* _TASK ITEM_
Restate the records exactly. Include all of them.

* _EXTRACTED DATA_
--- START ---

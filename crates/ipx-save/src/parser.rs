use crate::counters::parse_counters;
use crate::error::{ParseError, ParseErrorKind, ParseErrors, SaveError};
use crate::rule::tokenize_rule;
use ipx_core::{Chain, Table, Tables};
use std::io::BufRead;
use tokio::io::{AsyncBufRead, AsyncBufReadExt};

/// Parse `iptables-save -c` output from a blocking reader.
///
/// Stops only on a read failure. Grammar errors are collected across the
/// whole input and fail the parse as a unit.
pub fn parse_iptables_save<R: BufRead>(reader: R) -> Result<Tables, SaveError> {
    let mut parser = Parser::new();

    for line in reader.lines() {
        let line = line.inspect_err(log_read_failure)?;
        parser.handle_line(&line);
    }

    finish(parser)
}

/// Async counterpart of [`parse_iptables_save`], used while the save
/// process is still writing to its pipe.
pub async fn parse_iptables_save_async<R>(reader: R) -> Result<Tables, SaveError>
where
    R: AsyncBufRead + Unpin,
{
    let mut parser = Parser::new();
    let mut lines = reader.lines();

    while let Some(line) = lines.next_line().await.inspect_err(log_read_failure)? {
        parser.handle_line(&line);
    }

    finish(parser)
}

/// Parse an in-memory dump.
pub fn parse_dump(text: &str) -> Result<Tables, ParseErrors> {
    let mut parser = Parser::new();
    for line in text.lines() {
        parser.handle_line(line);
    }
    parser.finish()
}

fn finish(parser: Parser) -> Result<Tables, SaveError> {
    parser.finish().map_err(|errors| {
        tracing::error!(
            errors = errors.len(),
            err = %errors,
            "failed to parse iptables-save"
        );
        SaveError::Parse(errors)
    })
}

fn log_read_failure(err: &std::io::Error) {
    tracing::error!(err = %err, "failed to read iptables-save");
}

/// Table that has been opened by a `*name` header but not flushed yet.
#[derive(Debug)]
struct OpenTable {
    name: String,
    chains: Table,
}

--- END ---

* _RESULT OF THE EXERCISE_
filename crates/ipx-save/src/parser.rs
use crate::counters::parse_counters;
use crate::error::{ParseError, ParseErrorKind, ParseErrors, SaveError};
use crate::rule::tokenize_rule;
use ipx_core::{Chain, Table, Tables};
use std::io::BufRead;
use tokio::io::{AsyncBufRead, AsyncBufReadExt};

/// Parse `iptables-save -c` output from a blocking reader.
///
/// Stops only on a read failure. Grammar errors are collected across the
/// whole input and fail the parse as a unit.
pub fn parse_iptables_save<R: BufRead>(reader: R) -> Result<Tables, SaveError> {
    let mut parser = Parser::new();

    for line in reader.lines() {
        let line = line.inspect_err(log_read_failure)?;
        parser.handle_line(&line);
    }

    finish(parser)
}

/// Async counterpart of [`parse_iptables_save`], used while the save
/// process is still writing to its pipe.
pub async fn parse_iptables_save_async<R>(reader: R) -> Result<Tables, SaveError>
where
    R: AsyncBufRead + Unpin,
{
    let mut parser = Parser::new();
    let mut lines = reader.lines();

    while let Some(line) = lines.next_line().await.inspect_err(log_read_failure)? {
        parser.handle_line(&line);
    }

    finish(parser)
}

/// Parse an in-memory dump.
pub fn parse_dump(text: &str) -> Result<Tables, ParseErrors> {
    let mut parser = Parser::new();
    for line in text.lines() {
        parser.handle_line(line);
    }
    parser.finish()
}

fn finish(parser: Parser) -> Result<Tables, SaveError> {
    parser.finish().map_err(|errors| {
        tracing::error!(
            errors = errors.len(),
            err = %errors,
            "failed to parse iptables-save"
        );
        SaveError::Parse(errors)
    })
}

fn log_read_failure(err: &std::io::Error) {
    tracing::error!(err = %err, "failed to read iptables-save");
}

/// Table that has been opened by a `*name` header but not flushed yet.
#[derive(Debug)]
struct OpenTable {
    name: String,
    chains: Table,
}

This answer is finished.